#![cfg_attr(coverage_nightly, feature(coverage_attribute))]

//! Core data structures for tagstream tree events.
//!
//! An upstream markup parser turns raw input into a flat sequence of
//! [`TreeEvent`]s: an `Open` for every element start, a `Text` for every
//! leaf, and a `Close` for every element end. The engine consumes these
//! events one at a time and never sees the markup itself.
//!
//! Events are assumed to be well nested. Nothing in this crate validates
//! that, it is the producer's contract.

use std::fmt;

use indexmap::IndexMap;
use serde::{Deserialize, Serialize};

mod colors;

pub use colors::{Colors, Role};

/// Attribute payload carried by an `Open` event.
///
/// Insertion ordered. The engine never looks inside it.
pub type Attributes = IndexMap<String, String>;

// ============================================================================
// Events
// ============================================================================

/// One unit of the input stream.
///
/// The serialized shape follows the records emitted by the markup parser:
/// `{"name": "a", "data": {..}}` opens, `{"text": ".."}` is a leaf and
/// `{"name": "a"}` closes. Variant order matters for untagged decoding,
/// since an `Open` record is a `Close` record plus `data`.
#[derive(Debug, Clone, PartialEq, Eq, Serialize, Deserialize)]
#[serde(untagged)]
pub enum TreeEvent {
    /// Element start.
    Open {
        name: String,
        #[serde(rename = "data")]
        attributes: Attributes,
    },
    /// Leaf content. Has no descendants.
    Text {
        #[serde(rename = "text")]
        content: String,
    },
    /// Closes the most recent unmatched `Open` with the same name.
    Close { name: String },
}

/// Discriminant of a [`TreeEvent`], without its payload.
#[derive(Debug, Clone, Copy, PartialEq, Eq, Hash)]
pub enum EventKind {
    Open,
    Text,
    Close,
}

impl TreeEvent {
    /// Element start with no attributes.
    pub fn open(name: impl Into<String>) -> Self {
        Self::Open {
            name: name.into(),
            attributes: Attributes::new(),
        }
    }

    /// Element start with attributes.
    pub fn open_with<K, W>(
        name: impl Into<String>,
        attributes: impl IntoIterator<Item = (K, W)>,
    ) -> Self
    where
        K: Into<String>,
        W: Into<String>,
    {
        Self::Open {
            name: name.into(),
            attributes: attributes
                .into_iter()
                .map(|(k, v)| (k.into(), v.into()))
                .collect(),
        }
    }

    pub fn text(content: impl Into<String>) -> Self {
        Self::Text {
            content: content.into(),
        }
    }

    pub fn close(name: impl Into<String>) -> Self {
        Self::Close { name: name.into() }
    }

    pub fn kind(&self) -> EventKind {
        match self {
            Self::Open { .. } => EventKind::Open,
            Self::Text { .. } => EventKind::Text,
            Self::Close { .. } => EventKind::Close,
        }
    }

    /// Tag name of an `Open` or `Close` event. `None` for text.
    pub fn name(&self) -> Option<&str> {
        match self {
            Self::Open { name, .. } | Self::Close { name } => Some(name),
            Self::Text { .. } => None,
        }
    }

    /// Attributes of an `Open` event.
    pub fn attributes(&self) -> Option<&Attributes> {
        match self {
            Self::Open { attributes, .. } => Some(attributes),
            _ => None,
        }
    }

    /// Content of a `Text` event.
    pub fn content(&self) -> Option<&str> {
        match self {
            Self::Text { content } => Some(content),
            _ => None,
        }
    }

    #[inline]
    pub fn is_open(&self) -> bool {
        matches!(self, Self::Open { .. })
    }

    #[inline]
    pub fn is_text(&self) -> bool {
        matches!(self, Self::Text { .. })
    }

    #[inline]
    pub fn is_close(&self) -> bool {
        matches!(self, Self::Close { .. })
    }

    /// True for an `Open` event with the given tag name.
    pub fn opens(&self, tag: &str) -> bool {
        matches!(self, Self::Open { name, .. } if name == tag)
    }
}

impl fmt::Display for TreeEvent {
    fn fmt(&self, f: &mut fmt::Formatter<'_>) -> fmt::Result {
        match self {
            Self::Open { name, attributes } => {
                write!(f, "<{name}")?;
                for (key, value) in attributes {
                    write!(f, " {key}={value:?}")?;
                }
                f.write_str(">")
            }
            Self::Text { content } => write!(f, "{content:?}"),
            Self::Close { name } => write!(f, "</{name}>"),
        }
    }
}

/// Parse a recorded event sequence (a JSON array of parser records).
pub fn parse_events(json: &str) -> Result<Vec<TreeEvent>, serde_json::Error> {
    serde_json::from_str(json)
}

#[cfg(test)]
mod lib_tests;
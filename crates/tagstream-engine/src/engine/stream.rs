//! Pull adapter: evaluate lazily over an event iterator.
//!
//! Events are pulled only when no emitted item is waiting, and pulling
//! stops for good once the evaluator drains. A query like "the first match"
//! therefore never forces the rest of a large input to be produced.

use std::borrow::Borrow;
use std::collections::VecDeque;
use std::ops::ControlFlow;

use tagstream_core::TreeEvent;

use super::error::RuntimeError;
use super::evaluator::{Completion, Evaluator};
use super::query::Emit;

/// Iterator over the items an evaluator emits for an event source.
///
/// After an error, iteration may continue with the next event.
pub struct Matches<I, V> {
    evaluator: Evaluator<V>,
    events: I,
    pending: VecDeque<Emit<V>>,
    completion: Option<Completion>,
}

impl<I, V> Matches<I, V> {
    pub(crate) fn new(evaluator: Evaluator<V>, events: I) -> Self {
        Self {
            evaluator,
            events,
            pending: VecDeque::new(),
            completion: None,
        }
    }

    /// How the source ended. `None` while events may still be pulled.
    pub fn completion(&self) -> Option<Completion> {
        self.completion
    }

    pub fn evaluator(&self) -> &Evaluator<V> {
        &self.evaluator
    }

    pub fn into_evaluator(self) -> Evaluator<V> {
        self.evaluator
    }
}

impl<I, V> Iterator for Matches<I, V>
where
    I: Iterator,
    I::Item: Borrow<TreeEvent>,
{
    type Item = Result<Emit<V>, RuntimeError>;

    fn next(&mut self) -> Option<Self::Item> {
        loop {
            if let Some(item) = self.pending.pop_front() {
                return Some(Ok(item));
            }
            if self.completion.is_some() {
                return None;
            }
            if self.evaluator.is_drained() {
                self.completion = Some(Completion::Drained);
                return None;
            }

            let Some(event) = self.events.next() else {
                self.completion = Some(Completion::EndOfInput);
                return None;
            };

            let pending = &mut self.pending;
            match self
                .evaluator
                .process(event.borrow(), |item| pending.push_back(item))
            {
                Ok(ControlFlow::Continue(())) => {}
                Ok(ControlFlow::Break(())) => self.completion = Some(Completion::Drained),
                Err(e) => return Some(Err(e)),
            }
        }
    }
}

impl<V> Evaluator<V> {
    /// Lazily evaluate over `events`.
    pub fn matches<I>(self, events: I) -> Matches<I::IntoIter, V>
    where
        I: IntoIterator,
        I::Item: Borrow<TreeEvent>,
    {
        Matches::new(self, events.into_iter())
    }
}
use indoc::indoc;

use crate::{Colors, EventKind, Role, TreeEvent, parse_events};

#[test]
fn parse_parser_records() {
    let json = indoc! {r#"
        [
            {"name": "ul", "data": {"class": "menu"}},
            {"name": "li", "data": {}},
            {"text": "home"},
            {"name": "li"},
            {"name": "ul"}
        ]
    "#};

    let events = parse_events(json).unwrap();

    assert_eq!(
        events,
        vec![
            TreeEvent::open_with("ul", [("class", "menu")]),
            TreeEvent::open("li"),
            TreeEvent::text("home"),
            TreeEvent::close("li"),
            TreeEvent::close("ul"),
        ]
    );
}

#[test]
fn record_without_data_is_close() {
    let events = parse_events(r#"[{"name": "p"}]"#).unwrap();

    assert_eq!(events[0].kind(), EventKind::Close);
    assert_eq!(events[0].name(), Some("p"));
}

#[test]
fn unknown_record_shape_is_rejected() {
    assert!(parse_events(r#"[{"comment": "x"}]"#).is_err());
}

#[test]
fn serialize_matches_parser_records() {
    let events = vec![
        TreeEvent::open_with("a", [("href", "/x")]),
        TreeEvent::text("x"),
        TreeEvent::close("a"),
    ];

    let json = serde_json::to_string(&events).unwrap();

    assert_eq!(
        json,
        r#"[{"name":"a","data":{"href":"/x"}},{"text":"x"},{"name":"a"}]"#
    );
}

#[test]
fn attributes_keep_insertion_order() {
    let event = TreeEvent::open_with("img", [("src", "a.png"), ("alt", "a"), ("id", "1")]);
    let keys: Vec<_> = event.attributes().unwrap().keys().cloned().collect();

    assert_eq!(keys, ["src", "alt", "id"]);
}

#[test]
fn accessors() {
    let open = TreeEvent::open("div");
    let text = TreeEvent::text("hi");
    let close = TreeEvent::close("div");

    assert!(open.is_open() && open.opens("div") && !open.opens("span"));
    assert!(text.is_text() && text.name().is_none());
    assert_eq!(text.content(), Some("hi"));
    assert!(close.is_close() && !close.opens("div"));
    assert!(close.attributes().is_none());
}

#[test]
fn display_forms() {
    assert_eq!(
        TreeEvent::open_with("a", [("href", "/x")]).to_string(),
        r#"<a href="/x">"#
    );
    assert_eq!(TreeEvent::text("x y").to_string(), r#""x y""#);
    assert_eq!(TreeEvent::close("a").to_string(), "</a>");
}

#[test]
fn colors_toggle() {
    assert!(Colors::new(true).is_enabled());
    assert!(!Colors::new(false).is_enabled());
    assert_eq!(Colors::default(), Colors::PLAIN);
}

#[test]
fn paint_by_role() {
    let open = TreeEvent::open("li");

    assert_eq!(Colors::PLAIN.paint(Role::Tag, &open), "<li>");
    assert_eq!(Colors::ANSI.paint(Role::Tag, &open), "\x1b[34m<li>\x1b[0m");
    assert_eq!(Colors::ANSI.paint(Role::Warn, "abort"), "\x1b[33mabort\x1b[0m");
}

Directions for this task: Where a line of the entries above holds the word "keys", return that line.

Finished task:
    let keys: Vec<_> = event.attributes().unwrap().keys().cloned().collect();
    assert_eq!(keys, ["src", "alt", "id"]);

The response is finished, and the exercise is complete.